The euro held below parity on Friday as investors eyed a potential slowdown in future rate hikes by the European Central Bank, while the yen was on track for its best week in over two months ahead of a key central bank policy decision.
The euro was last 0.05% lower at $0.9960, following a more than 1% slide overnight, after the ECB raised rates by 75 basis points, as expected, but took a more dovish tone on its rate outlook.
The central bank dropped a reference to increasing rates “over the next several meetings” that had been in its September statement, which traders took to mean that a series of large rate hikes was nearing an end.
“The ECB policy decisions were less hawkish than most had expected. Most of the surprise came, really, from the comments from Christine Lagarde saying that the ECB has already made substantial progress in withdrawing policy stimulus,” said Carol Kong, a currency strategist at Commonwealth Bank of Australia.
The US dollar index, which measures the greenback against a basket of currencies, with the euro the most heavily weighted, was up 0.06% at 110.62, after gaining nearly 0.8% overnight.
“I think the gains in the US dollar mostly reflect the dovish ECB meeting as well as the fall in euro/dollar,” said Kong.
The greenback had fallen earlier in the week on hopes of a potential Fed pivot.
The yen last bought 146.41 per dollar, and was on track for a nearly 1% weekly gain, its largest since August.

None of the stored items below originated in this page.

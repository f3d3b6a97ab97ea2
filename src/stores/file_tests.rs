// Copyright (c) 2025 Erick Bourgeois, firestoned
// SPDX-License-Identifier: MIT

//! Unit tests for the JSON state file store.

#[cfg(test)]
mod tests {
    use crate::dns_errors::StoreError;
    use crate::stores::{JsonFileKeyValueStore, KeyValueStore};

    #[tokio::test]
    async fn test_missing_file_reads_as_empty() {
        let dir = tempfile::tempdir().unwrap();
        let store = JsonFileKeyValueStore::new(dir.path().join("state.json"));

        assert_eq!(store.get("dns_soa_serial").await.unwrap(), None);
    }

    #[tokio::test]
    async fn test_set_creates_parent_and_persists() {
        let dir = tempfile::tempdir().unwrap();
        let path = dir.path().join("data").join("state.json");
        let store = JsonFileKeyValueStore::new(&path);

        store.set("dns_soa_serial", "2024010101").await.unwrap();
        store.set("other", "value").await.unwrap();

        let reopened = JsonFileKeyValueStore::new(&path);
        assert_eq!(
            reopened.get("dns_soa_serial").await.unwrap(),
            Some("2024010101".to_string())
        );
        assert_eq!(reopened.get("other").await.unwrap(), Some("value".to_string()));

        let raw = std::fs::read_to_string(&path).unwrap();
        let parsed: serde_json::Value = serde_json::from_str(&raw).unwrap();
        assert_eq!(parsed["dns_soa_serial"], "2024010101");
        assert!(!path.with_extension("json.tmp").exists());
    }

    #[tokio::test]
    async fn test_corrupt_file_is_reported() {
        let dir = tempfile::tempdir().unwrap();
        let path = dir.path().join("state.json");
        std::fs::write(&path, "not json").unwrap();
        let store = JsonFileKeyValueStore::new(&path);

        assert!(matches!(
            store.get("dns_soa_serial").await,
            Err(StoreError::Corrupt { .. })
        ));
        assert!(store.set("dns_soa_serial", "1").await.is_err());
    }

    #[tokio::test]
    async fn test_snapshot_is_detached_from_file() {
        let dir = tempfile::tempdir().unwrap();
        let path = dir.path().join("state.json");
        let store = JsonFileKeyValueStore::new(&path);
        store.set("dns_soa_serial", "100").await.unwrap();

        let copy = store.snapshot().await.unwrap();
        assert_eq!(copy.get("dns_soa_serial").await.unwrap(), Some("100".to_string()));

        copy.set("dns_soa_serial", "101").await.unwrap();
        assert_eq!(store.get("dns_soa_serial").await.unwrap(), Some("100".to_string()));
    }
}
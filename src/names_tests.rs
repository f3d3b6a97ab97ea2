// Copyright (c) 2025 Erick Bourgeois, firestoned
// SPDX-License-Identifier: MIT

//! Unit tests for name helpers.

#[cfg(test)]
mod tests {
    use crate::names::*;

    #[test]
    fn test_normalize_name() {
        assert_eq!(normalize_name("ALICE.Example.TEST."), "alice.example.test");
        assert_eq!(normalize_name("example.test"), "example.test");
        assert_eq!(normalize_name("@"), "@");
    }

    #[test]
    fn test_relative_to_origin() {
        assert_eq!(relative_to("example.test", "example.test"), Some(""));
        assert_eq!(relative_to("alice.example.test", "example.test"), Some("alice"));
        assert_eq!(
            relative_to("foo.bar.example.test", "example.test"),
            Some("foo.bar")
        );
    }

    #[test]
    fn test_relative_to_requires_label_boundary() {
        assert_eq!(relative_to("badexample.test", "example.test"), None);
        assert_eq!(relative_to("example.org", "example.test"), None);
        assert_eq!(relative_to("test", "example.test"), None);
    }

    #[test]
    fn test_split_single_label() {
        let path = split_label_path("alice").unwrap();

        assert_eq!(path.apex, "alice");
        assert_eq!(path.remainder, "@");
        assert!(path.is_apex());
    }

    #[test]
    fn test_split_nested_labels() {
        let path = split_label_path("foo.bar").unwrap();
        assert_eq!(path.apex, "bar");
        assert_eq!(path.remainder, "foo");
        assert!(!path.is_apex());

        let deep = split_label_path("a.b.c").unwrap();
        assert_eq!(deep.apex, "c");
        assert_eq!(deep.remainder, "a.b");
    }

    #[test]
    fn test_split_rejects_empty() {
        assert_eq!(split_label_path(""), None);
        assert_eq!(split_label_path("foo..bar"), None);
        assert_eq!(split_label_path(".bar"), None);
    }

    #[test]
    fn test_absolute_name() {
        assert_eq!(absolute_name("@", "example.test"), "example.test");
        assert_eq!(absolute_name("WWW", "example.test"), "www.example.test");
        assert_eq!(absolute_name("_dmarc", "example.test"), "_dmarc.example.test");
    }
}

The fragile currency has received support from suspected intervention by Japanese authorities to prop up the yen last Friday and on Monday.

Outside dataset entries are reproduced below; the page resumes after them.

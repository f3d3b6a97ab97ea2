// Copyright (c) 2025 Erick Bourgeois, firestoned
// SPDX-License-Identifier: MIT

//! Error types for the NowIP DNS core.
//!
//! This module provides specialized error types for:
//! - Record payload validation (type schemas, reserved types and labels)
//! - Loading the custom records file at startup
//! - Zone mutations and serial persistence
//! - Backing store lookups performed while resolving queries
//! - NOTIFY delivery to secondary servers
//!
//! Load and serial errors are fatal: an authoritative server must never serve a
//! partially loaded zone or a serial it cannot persist. NOTIFY errors are only
//! ever logged. A lookup miss is not an error at all and never appears here.

use crate::records::RecordType;
use thiserror::Error;

/// A record payload or record placement that violates the zone rules.
#[derive(Error, Debug, Clone, PartialEq, Eq)]
pub enum ValidationError {
    /// The record type name is not one this service knows how to serve
    #[error("unsupported record type '{0}'")]
    UnsupportedType(String),

    /// SOA, NS and PTR are owned by the zone itself
    #[error("record type {0} is managed by the zone and cannot be supplied")]
    ReservedType(RecordType),

    /// A, AAAA and CNAME at `@` would collide with the dynamic-update answers
    #[error("record type {0} is not allowed at '@' (reserved for dynamic update answers)")]
    ReservedApexType(RecordType),

    /// The payload does not match the schema of its record type
    #[error("invalid {rtype} payload: {reason}")]
    InvalidPayload {
        /// Record type whose schema was violated
        rtype: RecordType,
        /// Explanation of what is invalid
        reason: String,
    },

    /// A label or hostname is not a valid DNS name
    #[error("invalid name '{name}': {reason}")]
    InvalidName {
        /// The offending name
        name: String,
        /// Explanation of what is invalid
        reason: String,
    },
}

/// Errors raised while loading the custom records file.
///
/// Every variant is fatal at startup. The parse-class variants describe a file
/// that does not have the expected shape; the rejection variants carry the
/// location of the entry that failed validation.
#[derive(Error, Debug, Clone)]
pub enum LoadError {
    /// The file could not be read from disk
    #[error("Failed to read custom records file '{path}': {reason}")]
    FileUnreadable {
        /// Path that was read
        path: String,
        /// Underlying IO error
        reason: String,
    },

    /// The file is not valid JSON
    #[error("Custom records file is not valid JSON: {reason}")]
    MalformedJson {
        /// Parser error message
        reason: String,
    },

    /// The top-level JSON value is not an object
    #[error("Custom records file must contain a JSON object at the top level")]
    NotAnObject,

    /// A name maps to something other than an object keyed by record type
    #[error("Records for '{name}' must be an object keyed by record type")]
    InvalidNameEntry {
        /// The name (`@` or a label) from the file
        name: String,
    },

    /// A record type maps to something other than an array
    #[error("Records of type {rtype} under '{name}' must be an array")]
    InvalidTypeEntry {
        /// The name (`@` or a label) from the file
        name: String,
        /// The record type key from the file
        rtype: String,
    },

    /// The name or record type itself was rejected
    #[error("Custom records under '{name}' rejected: {source}")]
    RejectedName {
        /// The name (`@` or a label) from the file
        name: String,
        /// Reason for the rejection
        #[source]
        source: ValidationError,
    },

    /// A single record entry failed validation
    #[error("Invalid {rtype} record #{index} under '{name}': {source}")]
    RejectedRecord {
        /// The name (`@` or a label) from the file
        name: String,
        /// The record type key from the file
        rtype: RecordType,
        /// Zero-based position of the entry in its array
        index: usize,
        /// Reason for the rejection
        #[source]
        source: ValidationError,
    },
}

impl LoadError {
    /// Returns true if the file was structurally malformed (as opposed to
    /// well-formed but carrying invalid records).
    #[must_use]
    pub fn is_parse_error(&self) -> bool {
        matches!(
            self,
            Self::FileUnreadable { .. }
                | Self::MalformedJson { .. }
                | Self::NotAnObject
                | Self::InvalidNameEntry { .. }
                | Self::InvalidTypeEntry { .. }
        )
    }
}

/// Errors raised by direct zone mutations.
#[derive(Error, Debug, Clone, PartialEq, Eq)]
pub enum ZoneError {
    /// The SOA is a dedicated field of the zone and only changes through the serial
    #[error("Record type {rtype} cannot be set through the record map of zone '{zone}'")]
    ReservedType {
        /// The zone being mutated
        zone: String,
        /// The rejected record type
        rtype: RecordType,
    },

    /// The record name does not belong to this zone
    #[error("Name '{name}' is outside zone '{zone}'")]
    OutOfZone {
        /// The rejected name
        name: String,
        /// The zone being mutated
        zone: String,
    },

    /// A value of one record type was stored under another
    #[error("Cannot store a {found} value as {expected} at '{name}'")]
    TypeMismatch {
        /// The owner name
        name: String,
        /// The record type of the entry
        expected: RecordType,
        /// The record type of the offending value
        found: RecordType,
    },

    /// The zone configuration is unusable
    #[error("Invalid zone configuration for '{zone}': {reason}")]
    InvalidConfiguration {
        /// The zone name with invalid configuration
        zone: String,
        /// Explanation of what is invalid
        reason: String,
    },
}

/// Errors related to the persisted zone serial.
#[derive(Error, Debug, Clone)]
pub enum SerialError {
    /// The key-value store could not be read
    #[error("Failed to read zone state from key '{key}': {source}")]
    ReadFailed {
        /// The persistence key
        key: String,
        /// Underlying store error
        #[source]
        source: StoreError,
    },

    /// The key-value store could not be written
    #[error("Failed to persist zone serial {serial} under key '{key}': {source}")]
    WriteFailed {
        /// The persistence key
        key: String,
        /// The serial that could not be written
        serial: u32,
        /// Underlying store error
        #[source]
        source: StoreError,
    },

    /// The fingerprint of the published zone could not be written
    #[error("Failed to record published zone fingerprint under key '{key}': {source}")]
    FingerprintWriteFailed {
        /// The persistence key
        key: String,
        /// Underlying store error
        #[source]
        source: StoreError,
    },

    /// The stored value is not a 32-bit unsigned integer
    #[error("Persisted zone serial '{value}' under key '{key}' is not a 32-bit unsigned integer")]
    Corrupt {
        /// The persistence key
        key: String,
        /// The value found in the store
        value: String,
    },
}

/// Errors reported by a backing store collaborator.
#[derive(Error, Debug, Clone, PartialEq, Eq)]
pub enum StoreError {
    /// The store could not be reached or failed the operation
    #[error("{store} unavailable: {reason}")]
    Unavailable {
        /// Which store failed (e.g. "domain registry")
        store: String,
        /// Underlying failure
        reason: String,
    },

    /// The store returned data that cannot be interpreted
    #[error("{store} returned corrupt data: {reason}")]
    Corrupt {
        /// Which store returned the data
        store: String,
        /// What was wrong with it
        reason: String,
    },
}

/// Errors raised while sending NOTIFY to a secondary server.
///
/// These are never fatal: secondaries recover through their own refresh timers.
#[derive(Error, Debug, Clone, PartialEq, Eq)]
pub enum NotifyError {
    /// A configured secondary is not of the form `host[:port]`
    #[error("Invalid secondary server '{server}': {reason}")]
    InvalidSecondary {
        /// The secondary as configured
        server: String,
        /// Explanation of what is invalid
        reason: String,
    },

    /// The secondary's host name did not resolve to an address
    #[error("Could not resolve secondary {server}: {reason}")]
    ResolveFailed {
        /// The secondary as configured (host:port)
        server: String,
        /// Resolver error
        reason: String,
    },

    /// The NOTIFY message could not be sent or no response arrived
    #[error("NOTIFY to {server} failed: {reason}")]
    SendFailed {
        /// The secondary address
        server: String,
        /// Transport error
        reason: String,
    },

    /// The secondary answered with a non-NOERROR response code
    #[error("NOTIFY to {server} rejected with response code {code}")]
    Rejected {
        /// The secondary address
        server: String,
        /// Response code returned by the secondary
        code: String,
    },
}

impl NotifyError {
    /// Stable reason code, used as the `status` label of NOTIFY metrics.
    #[must_use]
    pub fn reason(&self) -> &'static str {
        match self {
            Self::InvalidSecondary { .. } => "NotifyInvalidSecondary",
            Self::ResolveFailed { .. } => "NotifyResolveFailed",
            Self::SendFailed { .. } => "NotifySendFailed",
            Self::Rejected { .. } => "NotifyRejected",
        }
    }
}

/// Composite error type that encompasses all errors of the DNS core.
#[derive(Error, Debug, Clone)]
pub enum CoreError {
    /// Custom records file error
    #[error(transparent)]
    Load(#[from] LoadError),

    /// Zone mutation error
    #[error(transparent)]
    Zone(#[from] ZoneError),

    /// Serial persistence error
    #[error(transparent)]
    Serial(#[from] SerialError),

    /// Backing store error
    #[error(transparent)]
    Store(#[from] StoreError),

    /// NOTIFY delivery error
    #[error(transparent)]
    Notify(#[from] NotifyError),
}

impl CoreError {
    /// Returns true if the process must not go on serving the zone.
    ///
    /// Load and serial failures leave the zone in a state that cannot be
    /// claimed consistent toward secondaries. Store and NOTIFY failures only
    /// affect a single query or a single secondary.
    #[must_use]
    pub fn is_fatal(&self) -> bool {
        match self {
            Self::Load(_) | Self::Serial(_) | Self::Zone(ZoneError::InvalidConfiguration { .. }) => {
                true
            }
            Self::Zone(
                ZoneError::ReservedType { .. }
                | ZoneError::OutOfZone { .. }
                | ZoneError::TypeMismatch { .. },
            )
            | Self::Store(_)
            | Self::Notify(_) => false,
        }
    }

    /// Returns a stable reason code for logs and metrics labels.
    #[must_use]
    pub fn reason(&self) -> &'static str {
        match self {
            Self::Load(err) if err.is_parse_error() => "CustomRecordsParseError",
            Self::Load(_) => "CustomRecordsValidationError",

            Self::Zone(ZoneError::ReservedType { .. }) => "ZoneReservedType",
            Self::Zone(ZoneError::OutOfZone { .. }) => "ZoneOutOfZone",
            Self::Zone(ZoneError::TypeMismatch { .. }) => "ZoneTypeMismatch",
            Self::Zone(ZoneError::InvalidConfiguration { .. }) => "ZoneInvalidConfiguration",

            Self::Serial(SerialError::ReadFailed { .. }) => "SerialReadFailed",
            Self::Serial(SerialError::WriteFailed { .. }) => "SerialWriteFailed",
            Self::Serial(SerialError::FingerprintWriteFailed { .. }) => {
                "SerialFingerprintWriteFailed"
            }
            Self::Serial(SerialError::Corrupt { .. }) => "SerialCorrupt",

            Self::Store(StoreError::Unavailable { .. }) => "StoreUnavailable",
            Self::Store(StoreError::Corrupt { .. }) => "StoreCorrupt",

            Self::Notify(err) => err.reason(),
        }
    }
}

The Bank of Japan announces its monetary policy decision on Friday, and looks set to maintain its ultra-low interest rates, putting further pressure on the yen as a result of growing interest rate differentials with the rest of the world.
“At the moment, I don’t really see any case for a shift in the Bank of Japan’s monetary policy,” said CBA’s Kong.
“Watch out for another potential FX intervention in dollar/yen.”
Last month, Japan intervened in the foreign exchange market to buy yen for the first time since 1998, just after the BOJ’s decision to stick to its super-loose policy stance.
Data on Friday showed that core consumer prices in Japan’s capital, a leading indicator of nationwide figures, rose 3.4% in October from a year earlier, marking the fastest annual pace since 1989.
Elsewhere, sterling fell 0.12% to $1.155, but was on track for a 2% weekly gain, on optimism that new British prime minister Rishi Sunak would offer an antidote to the mess left by his predecessor Liz Truss.
The Aussie was down 0.09% at $0.64485 while the kiwi edged 0.11% lower to $0.5823, though both looked set to extend a second straight week of gains.